### WORK TO BE COMPLETED
When a line of the entries contains "None", please list that line.

══ RECORDS FOR THIS TASK

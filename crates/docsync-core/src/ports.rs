//! Collaborator contracts.
//!
//! The engine never touches a working tree, a database or a generator
//! directly; it talks to these traits. `store::Database` implements the
//! storage side, everything else is supplied by the embedding application.

use serde::{Deserialize, Serialize};

use crate::errors::SyncResult;
use crate::models::{Artifact, ParsedFile, ThresholdRecord};

/// Read-only view of the version-control system holding the source tree.
pub trait VersionControlSource: Send + Sync {
    fn is_repository(&self) -> bool;

    fn current_revision(&self) -> SyncResult<String>;

    /// Paths touched since `revision`; every tracked path when `None`.
    fn changed_files_since(&self, revision: Option<&str>) -> SyncResult<Vec<String>>;

    /// Hash of the path's current content, `None` when the path no longer exists.
    fn content_hash(&self, path: &str) -> SyncResult<Option<String>>;
}

pub trait ParsedFileProvider: Send + Sync {
    /// Parse records for every file currently in the tree.
    fn parsed_files(&self) -> SyncResult<Vec<ParsedFile>>;
}

/// Persistence for generated artifacts.
pub trait ArtifactStore: Send + Sync {
    fn load(&self, id: &str) -> SyncResult<Option<Artifact>>;
    fn save(&self, artifact: &Artifact) -> SyncResult<()>;
    fn list(&self) -> SyncResult<Vec<String>>;
    /// Returns whether an artifact was removed.
    fn delete(&self, id: &str) -> SyncResult<bool>;
}

#[derive(Debug, Clone, PartialEq, Eq, Serialize, Deserialize)]
pub struct GenerationRequest {
    pub artifact_id: String,
    /// Files whose changes triggered the regeneration.
    pub changed_files: Vec<String>,
    /// Symbol ids mapped to the artifact.
    pub symbols: Vec<String>,
    /// Currently stored content, if any.
    pub previous: Option<String>,
}

/// Produces replacement text for an artifact.
pub trait ContentGenerator: Send + Sync {
    fn generate(&self, request: &GenerationRequest) -> SyncResult<String>;
}

/// Bookkeeping the pipeline keeps between cycles.
pub trait SyncLedger: Send + Sync {
    fn file_hash(&self, path: &str) -> SyncResult<Option<String>>;
    fn set_file_hash(&self, path: &str, hash: &str) -> SyncResult<()>;
    fn remove_file_hash(&self, path: &str) -> SyncResult<()>;
    fn tracked_files(&self) -> SyncResult<Vec<String>>;

    fn last_revision(&self) -> SyncResult<Option<String>>;
    fn set_last_revision(&self, revision: &str) -> SyncResult<()>;

    /// Most recent `limit` outcomes, oldest first.
    fn threshold_history(&self, limit: usize) -> SyncResult<Vec<ThresholdRecord>>;
    fn record_threshold(&self, record: &ThresholdRecord) -> SyncResult<()>;

    /// Append an audit row for a finished cycle.
    fn record_run(&self, run: &SyncRun) -> SyncResult<()>;

    /// Parsed files of the last fully synced tree; empty before the first
    /// successful cycle.
    fn baseline_files(&self) -> SyncResult<Vec<ParsedFile>>;
    /// Replace the stored baseline with `files`.
    fn set_baseline_files(&self, files: &[ParsedFile]) -> SyncResult<()>;
}

#[derive(Debug, Clone, PartialEq, Serialize, Deserialize)]
pub struct SyncRun {
    pub revision: Option<String>,
    pub strategy: String,
    pub changed_files: usize,
    pub completed_operations: usize,
    pub failed_operations: usize,
    pub conflicts: usize,
    pub success: bool,
    pub elapsed_ms: u64,
}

════

### TASK SOLUTION
    /// Paths touched since `revision`; every tracked path when `None`.
    /// Hash of the path's current content, `None` when the path no longer exists.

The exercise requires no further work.